Avaliações atuais indicam o paradoxo do alto progresso tecnológico aplicável à beira do leito ter provocado a premente necessidade do simbolismo do quadro The Doctor (1891) de Lukes Fields (1844-1927) que representa a presença muito humana do médico mas, à época, pouco eficiente.
A intelectualidade, os conhecimentos, as habilidades, os recursos diversificados, as intenções pelo benefício/não benefício não são profissionalmente suficientes? Por um ângulo pragmático podem ser. Uma conduta baseada na medicina validada seria considerada ética porque a aplicação traz o potencial da resolução. Todavia, já está bem sedimentado que valores envolvidos na captação variam de paciente para paciente, de situação em situação.
O julgamento moral relacionado ao entendimento de utilidade traz uma dissociação entre a execução da medicina e do médico em relação às conexões com a individualidade do paciente. De certa forma, a medicina alinha-se a uma ética de promoção da maior quantidade possível de benefício/não malefício, enquanto que uma moralidade – comportamento do médico em função de valores propostos pelo paciente- privada carrega alta exigência de consideração.
A medicina baseada em evidências (antecipações qualificadas por pesquisas, vivências de especialistas) valoriza o útil e eficaz.
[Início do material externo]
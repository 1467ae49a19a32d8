//! Tracing setup. The terminal belongs to the TUI, so log lines go to a file
//! in the data directory instead of stderr.

use std::fs::{self, OpenOptions};
use std::sync::Mutex;

use anyhow::{Context, Result};
use tracing::level_filters::LevelFilter;
use tracing_subscriber::{layer::SubscriberExt, util::SubscriberInitExt, EnvFilter};

use crate::config::AppConfig;

/// Environment variable consulted when no level was configured.
const LOG_ENV_VAR: &str = "AMPLEIT_LOG";

/// Build the filter: configured directive first, then `AMPLEIT_LOG`, then
/// `info`.
pub fn build_filter(level: Option<&str>) -> EnvFilter {
    match level {
        Some(directive) => EnvFilter::try_new(directive).unwrap_or_else(|_| EnvFilter::new("info")),
        None => EnvFilter::builder()
            .with_default_directive(LevelFilter::INFO.into())
            .with_env_var(LOG_ENV_VAR)
            .from_env_lossy(),
    }
}

/// Install the global subscriber writing to `config.log_path()`.
pub fn init_logging(config: &AppConfig) -> Result<()> {
    fs::create_dir_all(&config.data_dir).context("failed to create data directory")?;
    let log_path = config.log_path();
    let file = OpenOptions::new()
        .create(true)
        .append(true)
        .open(&log_path)
        .with_context(|| format!("failed to open log file {}", log_path.display()))?;

    tracing_subscriber::registry()
        .with(
            tracing_subscriber::fmt::layer()
                .with_ansi(false)
                .with_writer(Mutex::new(file)),
        )
        .with(build_filter(config.log_level.as_deref()))
        .try_init()
        .context("failed to install tracing subscriber")?;
    Ok(())
}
O médico baseado em competência (conhecimento, habilidade e atitude) precisa ajustar utilidade e eficácia desejadas pelo paciente.
Sob aspecto prático, pode-se configurar uma sequência iniciada pelo estabelecimento de uma Conduta Recomendável afinada com o princípio da Beneficência e interligada à medicina baseada em evidências, harmonizada ao princípio da Não maleficência numa Conduta Aplicável (àquele paciente especificamente) e por fim filtrada pelo Princípio da Autonomia na voz ativa do paciente sobre consentimento ou não da aplicação numa Conduta Consentida – ou não.
Esta dinâmica articula-se com o zelo e a prudência, dois itens essenciais da Responsabilidade profissional – É vedado ao médico causar dano ao paciente, por ação ou omissão, caracterizável como imperícia, imprudência ou negligência.
A Bioética da Beira do leito preconiza que a rota Conduta Recomendável- Conduta Aplicável- Conduta Consentida enquadra-se na Prudência, ética e virtude que supõe incertezas, riscos, acasos, desconhecidos apesar das seleções validadas do que deve ser disponibilizado e do que deve ser evitado fruto do adrede observado e adotado. Desvios, abusos, desatenções na fase de planejamento são imprudências- habitualmente, fala-se, equivocadamente, como sendo negligências, porque o zelo refere-se á qualidade com o consentido.
Perante um não consentimento, o não fazer é prudência. Uma cautela que deve estimular um repasse da situação com o paciente – Paternalismo brando- a fim de não deixar pontos obscuros na recomendação e, também, compreender as eventuais objeções. A Bioética da Beira do leito entende que percentual expressivo de não consentimentos pelo paciente é de natureza provisória, ou seja, o exercício da prudência “paternalista branda” tem o potencial de transformar o médico num fator conciliador entre a “medicina para a doença” e a “medicina pelo doente”.
Inquietudes com a moral orientada para a ética em condutas médicas têm ênfase tanto nas práticas em si (objetivação) como na subjetivação, o que, invariavelmente, gera possibilidades de momentos de justaposições e de conflitos. A Bioética propõe-se a auxiliar médico e paciente a ambos representarem cada qual a seu modo sujeitos morais no ecossistema da beira do leito.